I've used that in applications and haven't found it a burden.
Its behavior with '..' seems justifiable too, and Talin's trick of
wrapping everything in os.path.normpath is a great one.
I do think join should take more care to avoid multiple slashes
together in the middle of a path, although this is really the
responsibility of the platform library, not a generic function/method.
Join is true to its documentation of only adding separators and never
than deleting them, but that seems like a bit of sloppiness. On the
other hand, the filesystems don't care; I don't think anybody has
mentioned a case where it actually creates a path the filesystem can't
handle.
urljoin clearly has a different job. When we talked about extending
path to URLs, I was thinking more in terms of opening files, fetching
resources, deleting, renaming, etc. rather than split-modify-rejoin.

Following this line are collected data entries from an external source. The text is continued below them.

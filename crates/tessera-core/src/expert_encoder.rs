use log::debug;

use crate::compression_config::EncodingMethod;
use crate::data_types::DataType;
use crate::encoder_buffer::EncoderBuffer;
use crate::encoder_options::EncoderOptions;
use crate::geometry_attribute::AttributeType;
use crate::mesh::Mesh;
use crate::mesh_encoder::{create_mesh_encoder, MeshEncoder};
use crate::point_cloud::PointCloud;
use crate::point_cloud_encoder::{create_point_cloud_encoder, PointCloudEncoder};
use crate::prediction_scheme::PredictionSchemeMethod;
use crate::status::{EncodeError, Status};

/// Entry point of the encoding pipeline. Borrows the input geometry,
/// collects fine-grained options through setters, and on each production
/// request selects and runs exactly one concrete encoder.
///
/// Setters never validate; an invalid combination set early and corrected
/// later is not an error. Validation happens when a bit-stream is
/// requested.
#[derive(Debug, Default)]
pub struct ExpertEncoder<'a> {
    point_cloud: Option<&'a PointCloud>,
    mesh: Option<&'a Mesh>,
    options: EncoderOptions,
}

impl<'a> ExpertEncoder<'a> {
    pub fn from_point_cloud(point_cloud: &'a PointCloud) -> Self {
        Self {
            point_cloud: Some(point_cloud),
            mesh: None,
            options: EncoderOptions::default(),
        }
    }

    /// A mesh also satisfies the point-cloud view; storing both lets the
    /// dispatch ask "is this a mesh?" in O(1).
    pub fn from_mesh(mesh: &'a Mesh) -> Self {
        let point_cloud: &'a PointCloud = mesh;
        Self {
            point_cloud: Some(point_cloud),
            mesh: Some(mesh),
            options: EncoderOptions::default(),
        }
    }

    pub fn options(&self) -> &EncoderOptions {
        &self.options
    }

    pub fn set_speed_options(&mut self, encoding_speed: i32, decoding_speed: i32) {
        self.options.set_speed(encoding_speed, decoding_speed);
    }

    pub fn set_encoding_method(&mut self, method: EncodingMethod) {
        self.options.set_encoding_method(method);
    }

    pub fn set_attribute_quantization(&mut self, att_id: i32, quantization_bits: i32) {
        self.options
            .set_attribute_quantization(att_id, quantization_bits);
    }

    pub fn set_attribute_prediction_scheme(
        &mut self,
        att_id: i32,
        method: PredictionSchemeMethod,
    ) {
        self.options.set_attribute_prediction_scheme(att_id, method);
    }

    pub fn set_use_built_in_attribute_compression(&mut self, enabled: bool) {
        self.options.set_use_built_in_attribute_compression(enabled);
    }

    /// Discards all configuration and reinstalls the defaults. The
    /// geometry reference is untouched.
    pub fn reset(&mut self) {
        self.options = EncoderOptions::default();
    }

    /// Like [`reset`](Self::reset), but installs a caller-supplied options
    /// snapshot instead of the defaults.
    pub fn reset_with_options(&mut self, options: EncoderOptions) {
        self.options = options;
    }

    /// Selects a strategy for the bound geometry and delegates bit-stream
    /// production to it. Selection is re-run from scratch on every call
    /// using the current options.
    pub fn encode_to_buffer(&mut self, out_buffer: &mut EncoderBuffer) -> Status {
        let Some(point_cloud) = self.point_cloud else {
            return Err(EncodeError::InvalidInput(
                "no geometry bound to the encoder".to_string(),
            ));
        };
        match self.mesh {
            Some(mesh) => self.encode_mesh_to_buffer(mesh, out_buffer),
            None => self.encode_point_cloud_to_buffer(point_cloud, out_buffer),
        }
    }

    fn encode_point_cloud_to_buffer(
        &self,
        point_cloud: &'a PointCloud,
        out_buffer: &mut EncoderBuffer,
    ) -> Status {
        let method = select_point_cloud_encoding_method(point_cloud, &self.options)?;
        debug!(
            "selected {:?} for a point cloud with {} attributes",
            method,
            point_cloud.num_attributes()
        );
        let mut encoder = create_point_cloud_encoder(method);
        encoder.set_point_cloud(point_cloud);
        encoder.encode(&self.options, out_buffer)
    }

    fn encode_mesh_to_buffer(&self, mesh: &'a Mesh, out_buffer: &mut EncoderBuffer) -> Status {
        let method = select_mesh_encoding_method(&self.options);
        debug!("selected {:?} for a mesh with {} faces", method, mesh.num_faces());
        let mut encoder = create_mesh_encoder(method);
        encoder.set_mesh(mesh);
        encoder.encode(&self.options, out_buffer)
    }
}

/// Chooses between the spatial and sequential point-cloud strategies.
///
/// The spatial strategy is a candidate when the options explicitly request
/// it, or when no method is set, the speed is below 10 and the cloud has a
/// single attribute. An explicit request whose preconditions fail is an
/// error; a default candidate falls back to sequential coding.
pub fn select_point_cloud_encoding_method(
    point_cloud: &PointCloud,
    options: &EncoderOptions,
) -> Result<EncodingMethod, EncodeError> {
    let explicit_spatial = options.encoding_method() == Some(EncodingMethod::PointCloudSpatial);
    let default_candidate = options.encoding_method().is_none()
        && options.speed() < 10
        && point_cloud.num_attributes() == 1;
    if explicit_spatial || default_candidate {
        if spatial_encoding_eligible(point_cloud, options) {
            return Ok(EncodingMethod::PointCloudSpatial);
        }
        if explicit_spatial {
            return Err(EncodeError::InvalidEncodingMethod(
                "spatial encoding requested but the geometry does not satisfy its preconditions"
                    .to_string(),
            ));
        }
    }
    // Any other explicit method, including a mesh one, takes this path.
    Ok(EncodingMethod::PointCloudSequential)
}

/// The spatial strategy consumes one metrically meaningful 3-D position
/// stream: attribute 0 must carry positions with three components, stored
/// as float32 (with quantization enabled for it) or uint32.
fn spatial_encoding_eligible(point_cloud: &PointCloud, options: &EncoderOptions) -> bool {
    let Some(att) = point_cloud.attribute(0) else {
        return false;
    };
    if att.attribute_type() != AttributeType::Position || att.num_components() != 3 {
        return false;
    }
    match att.data_type() {
        DataType::Uint32 => true,
        DataType::Float32 => options.is_attribute_quantization_enabled(0),
        _ => false,
    }
}

/// Chooses between the connectivity-aware and sequential mesh strategies.
/// Both accept any mesh, so an explicit choice is always honored; without
/// one, connectivity coding wins unless the caller asked for the fastest
/// setting.
pub fn select_mesh_encoding_method(options: &EncoderOptions) -> EncodingMethod {
    match options.encoding_method() {
        Some(EncodingMethod::MeshSequential) => EncodingMethod::MeshSequential,
        Some(EncodingMethod::MeshConnectivity) => EncodingMethod::MeshConnectivity,
        _ => {
            if options.speed() == 10 {
                EncodingMethod::MeshSequential
            } else {
                EncodingMethod::MeshConnectivity
            }
        }
    }
}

A hypothetical urlpath module would clearly have to follow the URL
rules. I don't see a contradition in supporting both URL joining
rules and having a non-initial absolute argument, just to avoid
cross-"platform" surprises. But urlpath would also need methods to
parse the scheme and host on demand, query strings, #fragments, a
class method for building a URL from the smallest parts, etc.

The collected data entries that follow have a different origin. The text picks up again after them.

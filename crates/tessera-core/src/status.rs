use thiserror::Error;

/// Failures surfaced by the encoding pipeline. Every variant carries a
/// human-readable reason; callers must treat the output buffer as garbage
/// whenever an error is returned.
#[derive(Error, Debug, Clone, PartialEq)]
pub enum EncodeError {
    #[error("Invalid input geometry: {0}")]
    InvalidInput(String),
    #[error("Invalid encoding method: {0}")]
    InvalidEncodingMethod(String),
    #[error("Invalid parameter: {0}")]
    InvalidParameter(String),
    #[error("Encoding failed: {0}")]
    EncodingFailed(String),
}

pub type Status = Result<(), EncodeError>;
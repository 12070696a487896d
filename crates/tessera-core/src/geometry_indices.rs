#[derive(Debug, Clone, Copy, PartialEq, Eq, Hash, PartialOrd, Ord)]
pub struct PointIndex(pub u32);

#[derive(Debug, Clone, Copy, PartialEq, Eq, Hash, PartialOrd, Ord)]
pub struct FaceIndex(pub u32);

impl From<u32> for PointIndex {
    fn from(v: u32) -> Self {
        Self(v)
    }
}

impl From<PointIndex> for u32 {
    fn from(v: PointIndex) -> Self {
        v.0
    }
}

impl From<usize> for PointIndex {
    fn from(v: usize) -> Self {
        Self(v as u32)
    }
}

impl From<PointIndex> for usize {
    fn from(v: PointIndex) -> Self {
        v.0 as usize
    }
}

impl From<u32> for FaceIndex {
    fn from(v: u32) -> Self {
        Self(v)
    }
}

impl From<FaceIndex> for u32 {
    fn from(v: FaceIndex) -> Self {
        v.0
    }
}
use crate::compression_config::EncodingMethod;
use crate::encoder_buffer::EncoderBuffer;
use crate::encoder_options::EncoderOptions;
use crate::point_cloud::PointCloud;
use crate::point_cloud_encoder::PointCloudEncoder;
use crate::sequential_attribute_encoder::encode_attribute_set;
use crate::status::{EncodeError, Status};
use crate::version::encode_stream_header;

/// Generic per-attribute encoder with no structural assumptions; the
/// universal fallback for point clouds.
#[derive(Debug, Default)]
pub struct PointCloudSequentialEncoder<'a> {
    point_cloud: Option<&'a PointCloud>,
}

impl<'a> PointCloudSequentialEncoder<'a> {
    pub fn new() -> Self {
        Self::default()
    }
}

impl<'a> PointCloudEncoder<'a> for PointCloudSequentialEncoder<'a> {
    fn set_point_cloud(&mut self, point_cloud: &'a PointCloud) {
        self.point_cloud = Some(point_cloud);
    }

    fn point_cloud(&self) -> Option<&'a PointCloud> {
        self.point_cloud
    }

    fn encoding_method(&self) -> EncodingMethod {
        EncodingMethod::PointCloudSequential
    }

    fn encode(&mut self, options: &EncoderOptions, out_buffer: &mut EncoderBuffer) -> Status {
        let point_cloud = self.point_cloud.ok_or_else(|| {
            EncodeError::InvalidInput("no point cloud bound to the encoder".to_string())
        })?;
        encode_stream_header(out_buffer, EncodingMethod::PointCloudSequential);
        out_buffer.encode_u32(point_cloud.num_points() as u32);
        encode_attribute_set(point_cloud, options, out_buffer)
    }
}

As for supporting path fragments and '..' in join arguments (for
filesystem paths), it's clearly too widely used to eliminate. Users
can voluntarily refrain from passing arguments containing separators.

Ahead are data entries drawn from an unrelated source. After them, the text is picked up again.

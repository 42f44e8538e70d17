//! Scheduling views over an already-fetched appointment list.

use chrono::{Datelike, Duration, NaiveDate};

use crate::models::{Appointment, AppointmentStatus};

/// Window for [`upcoming_appointments`].
pub const UPCOMING_WINDOW_DAYS: i64 = 7;

/// Appointments matching a search term and, optionally, a status.
///
/// The term matches patient name and notes case-insensitively and the
/// phone number as a plain substring.
pub fn filter_appointments<'a>(
    appointments: &'a [Appointment],
    term: &str,
    status: Option<AppointmentStatus>,
) -> Vec<&'a Appointment> {
    let lower = term.to_lowercase();
    appointments
        .iter()
        .filter(|a| {
            a.snapshot.patient_name.to_lowercase().contains(&lower)
                || a.snapshot.patient_phone.contains(term)
                || a.notes.to_lowercase().contains(&lower)
        })
        .filter(|a| status.map_or(true, |s| a.status == s))
        .collect()
}

/// Scheduled appointments from `today` through the next seven days,
/// soonest first. Dates that do not parse are skipped.
pub fn upcoming_appointments(appointments: &[Appointment], today: NaiveDate) -> Vec<&Appointment> {
    let horizon = today + Duration::days(UPCOMING_WINDOW_DAYS);
    let mut upcoming: Vec<_> = appointments
        .iter()
        .filter(|a| a.status == AppointmentStatus::Scheduled)
        .filter_map(|a| parse_date(&a.date).map(|date| (date, a)))
        .filter(|(date, _)| *date >= today && *date <= horizon)
        .collect();
    upcoming.sort_by(|(da, a), (db, b)| da.cmp(db).then_with(|| a.time.cmp(&b.time)));
    upcoming.into_iter().map(|(_, a)| a).collect()
}

fn parse_date(text: &str) -> Option<NaiveDate> {
    NaiveDate::parse_from_str(text, "%Y-%m-%d").ok()
}

/// Month grid for the appointment calendar, weeks starting on Sunday.
#[derive(Debug, Clone, Copy, PartialEq, Eq)]
pub struct MonthCalendar {
    first: NaiveDate,
    days_in_month: u32,
}

impl MonthCalendar {
    /// Calendar for `month` (1-12) of `year`.
    pub fn new(year: i32, month: u32) -> Option<Self> {
        let first = NaiveDate::from_ymd_opt(year, month, 1)?;
        let next = if month == 12 {
            NaiveDate::from_ymd_opt(year + 1, 1, 1)?
        } else {
            NaiveDate::from_ymd_opt(year, month + 1, 1)?
        };
        let days_in_month = u32::try_from((next - first).num_days()).ok()?;
        Some(Self {
            first,
            days_in_month,
        })
    }

    /// Calendar for the month containing `date`.
    pub fn containing(date: NaiveDate) -> Self {
        // Day 1 of a valid date's month is always valid.
        Self::new(date.year(), date.month()).unwrap_or(Self {
            first: date,
            days_in_month: 1,
        })
    }

    pub fn year(&self) -> i32 {
        self.first.year()
    }

    pub fn month(&self) -> u32 {
        self.first.month()
    }

    pub fn days_in_month(&self) -> u32 {
        self.days_in_month
    }

    /// Heading such as "March 2024".
    pub fn title(&self) -> String {
        self.first.format("%B %Y").to_string()
    }

    /// Grid cells: one blank per weekday before the 1st, then each day.
    pub fn cells(&self) -> Vec<Option<u32>> {
        let offset = self.first.weekday().num_days_from_sunday() as usize;
        std::iter::repeat(None)
            .take(offset)
            .chain((1..=self.days_in_month).map(Some))
            .collect()
    }

    /// Zero-padded `YYYY-MM-DD` text for a day of this month.
    pub fn date_key(&self, day: u32) -> String {
        format!("{:04}-{:02}-{:02}", self.year(), self.month(), day)
    }

    /// Scheduled appointments on `day`, matched on the exact date text.
    pub fn scheduled_on<'a>(&self, day: u32, appointments: &'a [Appointment]) -> Vec<&'a Appointment> {
        let key = self.date_key(day);
        appointments
            .iter()
            .filter(|a| a.date == key && a.status == AppointmentStatus::Scheduled)
            .collect()
    }

    pub fn next(&self) -> Self {
        Self::containing(self.first + Duration::days(i64::from(self.days_in_month)))
    }

    pub fn previous(&self) -> Self {
        Self::containing(self.first - Duration::days(1))
    }
}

For cases involving a user-supplied -- possibly hostile -- path,
either a separate method (safe_join, child) could achieve this, or a
subclass implemetation that allows only safe arguments.
Regarding pathname-manipulation methods and filesystem-access methods,
I'm not sure how workable it is to have separate objects for them.
os.mkdir( Path("/usr/local/lib/python/Cheetah/Template.py").parent )
Path("/usr/local/lib/python/Cheetah/Template.py").parent.mkdir()
FileAccess(
Path("/usr/local/lib/python/Cheetah/Template.py").parent ).mkdir()
The first two are reasonable. The third... who would want to do this
for every path? How often would you reuse the FileAccess object? I
typically create Path objects from configuration values and keep them
around for the entire application; e.g., data_dir. Then I create
derived paths as necessary. I suppose if the FileAccess object has a
.path attribute, it could do double-duty so you wouldn't have to store
the path separately. Is this what the advocates of two classes have
in mind? With usage like this?
my_file = FileAccess( file_access_obj.path.joinpath("my_file") )
my_file = FileAccess( Path(file_access_obj,path, "my_file") )
Working on my Path implementation. (Yes it's necessary, Glyph, at
least to me.) It's going slow because I just got a Macintosh laptop
and am still rounding up packages to install.
--
Mike Orr <[EMAIL PROTECTED]>
___
Python-Dev mailing list
[email protected]
http://mail.python.org/mailman/listinfo/python-dev
Unsubscribe:
http://mail.python.org/mailman/options/python-dev/archive%40mail-archive.com
Re: [Python-Dev] Status of pairing_heap.py?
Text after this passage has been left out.